◆ EXERCISE OBJECTIVE: Find every line in the data that contains the word "ImportTrustedCertificate". Return each of those lines.

*** INPUT ***

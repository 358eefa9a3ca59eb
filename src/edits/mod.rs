// Keystrata — Edits Module
//
// The keystore edits offered to users, each recorded as one history state:
// an edit asks the history for the basis of the next state, changes the
// keystore and password cache inside it, then appends it.

mod entry;
mod keystore;

use std::fmt;

use crate::history::HistoryAction;
use crate::keystore::KeyStoreType;

pub use entry::{add_key_pair, add_trusted_certificate, delete_entry, rename_entry, set_entry_password};
pub use keystore::{change_store_type, set_store_password};

/// The kinds of edit recorded in a keystore history.
#[derive(Debug, Clone, Copy, PartialEq, Eq)]
pub enum Edit {
    AddKeyPair,
    ImportTrustedCertificate,
    DeleteEntry,
    RenameEntry,
    SetKeyPairPassword,
    SetKeyStorePassword,
    ChangeType(KeyStoreType),
}

impl HistoryAction for Edit {
    fn history_description(&self) -> String {
        match self {
            Edit::AddKeyPair => "Add Key Pair".to_string(),
            Edit::ImportTrustedCertificate => "Import Trusted Certificate".to_string(),
            Edit::DeleteEntry => "Delete Entry".to_string(),
            Edit::RenameEntry => "Rename Entry".to_string(),
            Edit::SetKeyPairPassword => "Set Key Pair Password".to_string(),
            Edit::SetKeyStorePassword => "Set KeyStore Password".to_string(),
            Edit::ChangeType(target) => format!("Change KeyStore Type to {}", target),
        }
    }
}

impl fmt::Display for Edit {
    fn fmt(&self, f: &mut fmt::Formatter<'_>) -> fmt::Result {
        f.write_str(&self.history_description())
    }
}
// Keystrata — KeyStore types
//
// Catalogue of supported keystore kinds and their capabilities. Only file
// based kinds can be serialized and reloaded, which is what makes them
// copyable for undo/redo snapshots.

use std::fmt;

use serde::{Deserialize, Serialize};

#[derive(Debug, Clone, Copy, PartialEq, Eq, Hash, Serialize, Deserialize)]
pub enum KeyStoreType {
    #[serde(rename = "JKS")]
    Jks,
    #[serde(rename = "JCEKS")]
    Jceks,
    #[serde(rename = "PKCS12")]
    Pkcs12,
    #[serde(rename = "BKS")]
    Bks,
    #[serde(rename = "UBER")]
    Uber,
    #[serde(rename = "BCFKS")]
    Bcfks,
    #[serde(rename = "KeychainStore")]
    Keychain,
    #[serde(rename = "Windows-MY")]
    MsCapiPersonal,
    #[serde(rename = "Windows-ROOT")]
    MsCapiRoot,
    #[serde(rename = "PKCS11")]
    Pkcs11,
    #[serde(rename = "UNKNOWN")]
    Unknown,
}

const ALL_TYPES: [KeyStoreType; 11] = [
    KeyStoreType::Jks,
    KeyStoreType::Jceks,
    KeyStoreType::Pkcs12,
    KeyStoreType::Bks,
    KeyStoreType::Uber,
    KeyStoreType::Bcfks,
    KeyStoreType::Keychain,
    KeyStoreType::MsCapiPersonal,
    KeyStoreType::MsCapiRoot,
    KeyStoreType::Pkcs11,
    KeyStoreType::Unknown,
];

impl KeyStoreType {
    pub fn all() -> &'static [KeyStoreType] {
        &ALL_TYPES
    }

    /// Provider-level type name.
    pub fn jce(&self) -> &'static str {
        match self {
            KeyStoreType::Jks => "JKS",
            KeyStoreType::Jceks => "JCEKS",
            KeyStoreType::Pkcs12 => "PKCS12",
            KeyStoreType::Bks => "BKS",
            KeyStoreType::Uber => "UBER",
            KeyStoreType::Bcfks => "BCFKS",
            KeyStoreType::Keychain => "KeychainStore",
            KeyStoreType::MsCapiPersonal => "Windows-MY",
            KeyStoreType::MsCapiRoot => "Windows-ROOT",
            KeyStoreType::Pkcs11 => "PKCS11",
            KeyStoreType::Unknown => "UNKNOWN",
        }
    }

    pub fn friendly(&self) -> &'static str {
        match self {
            KeyStoreType::Jks => "JKS",
            KeyStoreType::Jceks => "JCEKS",
            KeyStoreType::Pkcs12 => "PKCS #12",
            KeyStoreType::Bks => "BKS",
            KeyStoreType::Uber => "UBER",
            KeyStoreType::Bcfks => "BCFKS",
            KeyStoreType::Keychain => "Apple Keychain",
            KeyStoreType::MsCapiPersonal => "MS CAPI Personal Certificates",
            KeyStoreType::MsCapiRoot => "MS CAPI Root Certificates",
            KeyStoreType::Pkcs11 => "PKCS #11",
            KeyStoreType::Unknown => "Unknown",
        }
    }

    /// Can stores of this type be written out and loaded back?
    pub fn is_file_based(&self) -> bool {
        matches!(
            self,
            KeyStoreType::Jks
                | KeyStoreType::Jceks
                | KeyStoreType::Pkcs12
                | KeyStoreType::Bks
                | KeyStoreType::Uber
                | KeyStoreType::Bcfks
        )
    }

    /// Are entries individually password protected?
    pub fn has_entry_passwords(&self) -> bool {
        !matches!(
            self,
            KeyStoreType::Pkcs11 | KeyStoreType::MsCapiPersonal | KeyStoreType::MsCapiRoot
        )
    }

    /// Does the type distinguish aliases that differ only in case?
    pub fn is_case_sensitive(&self) -> bool {
        matches!(
            self,
            KeyStoreType::Bks
                | KeyStoreType::Uber
                | KeyStoreType::Bcfks
                | KeyStoreType::MsCapiPersonal
                | KeyStoreType::MsCapiRoot
                | KeyStoreType::Pkcs11
        )
    }

    /// Canonical form of an alias for lookups in a store of this type.
    pub fn normalize_alias(&self, alias: &str) -> String {
        if self.is_case_sensitive() {
            alias.to_string()
        } else {
            alias.to_lowercase()
        }
    }

    /// Resolve a provider-level type name. Unrecognised names map to `Unknown`.
    pub fn resolve_jce(jce: &str) -> KeyStoreType {
        ALL_TYPES
            .iter()
            .copied()
            .find(|t| t.jce() == jce)
            .unwrap_or(KeyStoreType::Unknown)
    }
}

impl fmt::Display for KeyStoreType {
    fn fmt(&self, f: &mut fmt::Formatter<'_>) -> fmt::Result {
        f.write_str(self.friendly())
    }
}

// ─── Tests ───────────────────────────────────────────────────────────────────

#[cfg(test)]
mod tests {
    use super::*;

    #[test]
    fn test_resolve_jce_round_trips_every_type() {
        for t in ALL_TYPES {
            assert_eq!(KeyStoreType::resolve_jce(t.jce()), t);
        }
    }

    #[test]
    fn test_resolve_unknown_name() {
        assert_eq!(KeyStoreType::resolve_jce("NOPE"), KeyStoreType::Unknown);
    }

    #[test]
    fn test_hardware_types_are_not_file_based() {
        assert!(!KeyStoreType::Pkcs11.is_file_based());
        assert!(!KeyStoreType::MsCapiPersonal.is_file_based());
        assert!(!KeyStoreType::Keychain.is_file_based());
        assert!(KeyStoreType::Pkcs12.is_file_based());
        assert!(KeyStoreType::Jks.is_file_based());
    }

    #[test]
    fn test_entry_passwords() {
        assert!(KeyStoreType::Jceks.has_entry_passwords());
        assert!(!KeyStoreType::Pkcs11.has_entry_passwords());
    }

    #[test]
    fn test_alias_normalization_follows_case_sensitivity() {
        assert_eq!(KeyStoreType::Jks.normalize_alias("MyKey"), "mykey");
        assert_eq!(KeyStoreType::Bks.normalize_alias("MyKey"), "MyKey");
    }

    #[test]
    fn test_serde_uses_jce_names() {
        let json = serde_json::to_string(&KeyStoreType::MsCapiRoot).unwrap();
        assert_eq!(json, "\"Windows-ROOT\"");
        let parsed: KeyStoreType = serde_json::from_str("\"PKCS12\"").unwrap();
        assert_eq!(parsed, KeyStoreType::Pkcs12);
    }
}
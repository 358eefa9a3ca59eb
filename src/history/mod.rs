// Keystrata — History Module
//
// Undo/redo history for keystores. Each edit is applied to an independent
// snapshot of the keystore; snapshots are linked into a linear chain and
// cached entry passwords follow undo/redo only where they remain valid.

mod action;
mod chain;
mod error;
mod state;

pub use action::HistoryAction;
pub use chain::{HistoryMode, NextState, StoreHistory};
pub use error::{HistoryError, PropagationError};
pub use state::{PropagationPlan, StateId, StoreState};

***

◆ FINISHED TASK:
    ImportTrustedCertificate,
            Edit::ImportTrustedCertificate => "Import Trusted Certificate".to_string(),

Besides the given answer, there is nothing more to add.